__THE TASK__:
Please write out exactly the lines of the data below from the line holding "let frame = DecodedFrame" through the line holding "into back-to-back frames.", and leave out the rest.

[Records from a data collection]
------------------------------------------------------------------------

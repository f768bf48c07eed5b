//! Framing of 16-bit samples into Hamming(7,4) protected byte frames.
//!
//! A sample is split into four nibbles, most significant first. Each nibble is encoded into a
//! 7-bit codeword and the four codewords are concatenated into a 28-bit stream, which is packed
//! MSB-first into 4 bytes. The low 4 bits of the last byte are zero padding.
//!
//! ```text
//! value:  nnnn nnnn nnnn nnnn
//!          |    |    |    |
//! stream: [cw0][cw1][cw2][cw3]0000    (4 x 7 bits + 4 padding bits)
//! ```
//!
//! # Sign handling
//!
//! Sensor samples are signed, but the default [`SignMode::Magnitude`] frames `|sample|`, so a
//! sample and its negation produce the same frame and the receiver cannot recover the sign.
//! This matches deployed receivers. [`SignMode::TwosComplement`] frames the raw bits instead.

use crate::cs::ecc::hamming::{Codeword, DataUnit, Decoded, Syndrome, CODEWORD_BITS};
use crate::cs::ecc::{ErrorCorrection, Result};
use crate::error::Error;
use bitvec::prelude::*;
use log::{debug, trace};
use rayon::prelude::*;
use std::fmt;

/// Nibbles per 16-bit sample
pub const UNITS_PER_SAMPLE: usize = 4;

/// Bits in an unpacked frame
pub const FRAME_BITS: usize = UNITS_PER_SAMPLE * CODEWORD_BITS;

/// Bytes in a packed frame
pub const FRAME_BYTES: usize = FRAME_BITS.div_ceil(8);

/// MSB-first bit stream backed by bytes
pub type BitStream = BitVec<u8, Msb0>;

/// Magnitude of a sample as framed by [`SignMode::Magnitude`].
///
/// `i16::MIN` maps to `0x8000`.
pub fn sample_magnitude(sample: i16) -> u16 {
    sample.unsigned_abs()
}

/// Splits a 16-bit value into four data units, most significant nibble first.
pub fn split16(value: u16) -> [DataUnit; UNITS_PER_SAMPLE] {
    [12, 8, 4, 0].map(|shift| DataUnit::from_nibble(((value >> shift) & 0xF) as u8))
}

/// Reassembles four data units, most significant first, into a 16-bit value.
pub fn join16(units: &[DataUnit; UNITS_PER_SAMPLE]) -> u16 {
    units
        .iter()
        .fold(0u16, |acc, unit| (acc << 4) | u16::from(unit.nibble()))
}

/// Packs 0/1 values into bytes, MSB first, zero-padding the final byte.
///
/// Any nonzero element is treated as a 1 bit.
pub fn pack_bits(bits: &[u8]) -> Vec<u8> {
    let mut packed = bitvec![u8, Msb0; 0; bits.len()];
    for (idx, &bit) in bits.iter().enumerate() {
        packed.set(idx, bit != 0);
    }
    packed.into_vec()
}

/// Unpacks the first `bit_count` bits of `bytes`, MSB first, ignoring any padding.
///
/// # Arguments
///
/// * `bytes` - Packed bytes, as produced by [`pack_bits`]
/// * `bit_count` - Number of meaningful bits; anything after them is padding
///
/// # Returns
///
/// One 0/1 value per bit, or `Error::InvalidInput` if `bit_count` exceeds the bits available
pub fn unpack_bits(bytes: &[u8], bit_count: usize) -> Result<Vec<u8>> {
    let available = bytes.len() * 8;
    if bit_count > available {
        return Err(Error::InvalidInput(format!(
            "Cannot unpack {} bits from {} bytes",
            bit_count,
            bytes.len()
        )));
    }

    Ok(bytes.view_bits::<Msb0>()[..bit_count]
        .iter()
        .by_vals()
        .map(u8::from)
        .collect())
}

/// Encodes a 16-bit value into its 28-bit codeword stream.
pub fn encode_stream(value: u16) -> BitStream {
    let mut stream = bitvec![u8, Msb0; 0; FRAME_BITS];

    for (chunk, unit) in stream
        .chunks_mut(CODEWORD_BITS)
        .zip(split16(value).iter())
    {
        for (idx, &bit) in unit.encode().bits().iter().enumerate() {
            chunk.set(idx, bit == 1);
        }
    }

    stream
}

/// Encodes a 16-bit value into a 4-byte frame.
pub fn encode_sample16(value: u16) -> Vec<u8> {
    // The stream is allocated zeroed, so its spare low bits are already the padding
    let frame = encode_stream(value).into_vec();
    trace!("sample {:#06x} -> frame {}", value, hex::encode(&frame));
    frame
}

fn codeword_from_bits(bits: &BitSlice<u8, Msb0>) -> Result<Codeword> {
    let mut raw = [0u8; CODEWORD_BITS];
    for (slot, bit) in raw.iter_mut().zip(bits.iter().by_vals()) {
        *slot = u8::from(bit);
    }
    Codeword::new(&raw)
}

/// Decodes a 4-byte frame, correcting up to one bit error per codeword.
///
/// # Arguments
///
/// * `bytes` - A frame produced by [`encode_sample16`]; the 4 padding bits are ignored
///
/// # Returns
///
/// The per-nibble decode results, or `Error::InvalidInput` if `bytes` is not exactly
/// [`FRAME_BYTES`] long
pub fn decode_frame(bytes: &[u8]) -> Result<DecodedFrame> {
    if bytes.len() != FRAME_BYTES {
        return Err(Error::InvalidInput(format!(
            "Frame must be exactly {} bytes, got {}",
            FRAME_BYTES,
            bytes.len()
        )));
    }

    let bits = bytes.view_bits::<Msb0>();
    if bits[FRAME_BITS..].any() {
        debug!("frame {} has nonzero padding bits", hex::encode(bytes));
    }

    let mut codewords = [Codeword::default(); UNITS_PER_SAMPLE];
    for (slot, chunk) in codewords
        .iter_mut()
        .zip(bits[..FRAME_BITS].chunks_exact(CODEWORD_BITS))
    {
        *slot = codeword_from_bits(chunk)?;
    }

    let frame = DecodedFrame {
        units: codewords.map(|codeword| codeword.decode()),
    };
    trace!("frame {} -> {}", hex::encode(bytes), frame);
    Ok(frame)
}

/// Encodes a sequence of values into back-to-back frames.
pub fn encode_samples(values: &[u16]) -> Vec<u8> {
    values
        .iter()
        .flat_map(|&value| encode_sample16(value))
        .collect()
}

/// Decodes back-to-back frames.
pub fn decode_frames(bytes: &[u8]) -> Result<Vec<DecodedFrame>> {
    check_frame_multiple(bytes)?;
    bytes.chunks_exact(FRAME_BYTES).map(decode_frame).collect()
}

/// Parallel form of [`encode_samples`]; output is identical.
pub fn encode_samples_par(values: &[u16]) -> Vec<u8> {
    values
        .par_iter()
        .map(|&value| encode_sample16(value))
        .collect::<Vec<_>>()
        .concat()
}

/// Parallel form of [`decode_frames`]; output is identical.
pub fn decode_frames_par(bytes: &[u8]) -> Result<Vec<DecodedFrame>> {
    check_frame_multiple(bytes)?;
    bytes
        .par_chunks_exact(FRAME_BYTES)
        .map(decode_frame)
        .collect()
}

fn check_frame_multiple(bytes: &[u8]) -> Result<()> {
    if bytes.len() % FRAME_BYTES != 0 {
        return Err(Error::InvalidInput(format!(
            "Frame buffer length {} is not a multiple of {}",
            bytes.len(),
            FRAME_BYTES
        )));
    }
    Ok(())
}

/// A decoded frame: the four per-nibble decode results, most significant first.
#[derive(Debug, Clone, Copy, PartialEq, Eq)]
pub struct DecodedFrame {
    units: [Decoded; UNITS_PER_SAMPLE],
}

impl DecodedFrame {
    /// The reassembled 16-bit value.
    pub fn value(&self) -> u16 {
        join16(&self.units.map(|unit| unit.data))
    }

    /// The reassembled value reinterpreted as two's complement.
    ///
    /// Only meaningful for frames produced with [`SignMode::TwosComplement`].
    pub fn as_i16(&self) -> i16 {
        self.value() as i16
    }

    /// Per-nibble decode results.
    pub fn units(&self) -> &[Decoded; UNITS_PER_SAMPLE] {
        &self.units
    }

    /// Per-nibble syndromes.
    pub fn syndromes(&self) -> [Syndrome; UNITS_PER_SAMPLE] {
        self.units.map(|unit| unit.syndrome)
    }

    /// Number of codewords in which a bit was flipped.
    pub fn corrections(&self) -> usize {
        self.units.iter().filter(|unit| unit.corrected).count()
    }

    /// Whether every codeword had a zero syndrome.
    pub fn is_clean(&self) -> bool {
        self.corrections() == 0
    }
}

impl fmt::Display for DecodedFrame {
    fn fmt(&self, f: &mut fmt::Formatter<'_>) -> fmt::Result {
        let [a, b, c, d] = self.syndromes();
        write!(
            f,
            "{:#06x} (syndromes {} {} {} {})",
            self.value(),
            a,
            b,
            c,
            d
        )
    }
}

/// How a signed sample becomes the 16-bit word that gets framed.
#[derive(Debug, Clone, Copy, PartialEq, Eq, Default)]
pub enum SignMode {
    /// Frame `|sample|`; the sign is discarded.
    #[default]
    Magnitude,
    /// Frame the raw two's-complement bits.
    TwosComplement,
}

/// Configuration for [`FrameEncoder`]
#[derive(Debug, Clone, Copy, PartialEq, Eq, Default)]
pub struct FrameConfig {
    /// Sign handling for signed samples
    pub sign_mode: SignMode,
}

/// Frames signed samples according to a [`FrameConfig`].
#[derive(Debug, Clone, Copy, Default)]
pub struct FrameEncoder {
    config: FrameConfig,
}

impl FrameEncoder {
    /// Creates an encoder with the given configuration.
    pub fn new(config: FrameConfig) -> Self {
        Self { config }
    }

    /// Returns the configuration.
    pub fn config(&self) -> &FrameConfig {
        &self.config
    }

    /// Maps a signed sample to the word that gets framed.
    pub fn word(&self, sample: i16) -> u16 {
        match self.config.sign_mode {
            SignMode::Magnitude => {
                if sample < 0 {
                    debug!("sample {} framed as magnitude, sign discarded", sample);
                }
                sample_magnitude(sample)
            }
            SignMode::TwosComplement => sample as u16,
        }
    }

    /// Encodes a signed sample into a 4-byte frame.
    pub fn encode_sample(&self, sample: i16) -> Vec<u8> {
        encode_sample16(self.word(sample))
    }
}

/// Byte-buffer interface: input is big-endian 16-bit words, output is one frame per word.
impl ErrorCorrection for FrameEncoder {
    fn encode(&self, data: &[u8]) -> Result<Vec<u8>> {
        if data.len() % 2 != 0 {
            return Err(Error::InvalidInput(format!(
                "Input must hold whole 16-bit words, got {} bytes",
                data.len()
            )));
        }

        let words: Vec<u16> = data
            .chunks_exact(2)
            .map(|pair| u16::from_be_bytes([pair[0], pair[1]]))
            .collect();
        Ok(encode_samples(&words))
    }

    fn decode(&self, data: &[u8]) -> Result<Vec<u8>> {
        Ok(decode_frames(data)?
            .iter()
            .flat_map(|frame| frame.value().to_be_bytes())
            .collect())
    }
}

------------------------------------------------------------------------

__RESPONSE__:
    let frame = DecodedFrame {
        units: codewords.map(|codeword| codeword.decode()),
    };
    trace!("frame {} -> {}", hex::encode(bytes), frame);
    Ok(frame)
}

/// Encodes a sequence of values into back-to-back frames.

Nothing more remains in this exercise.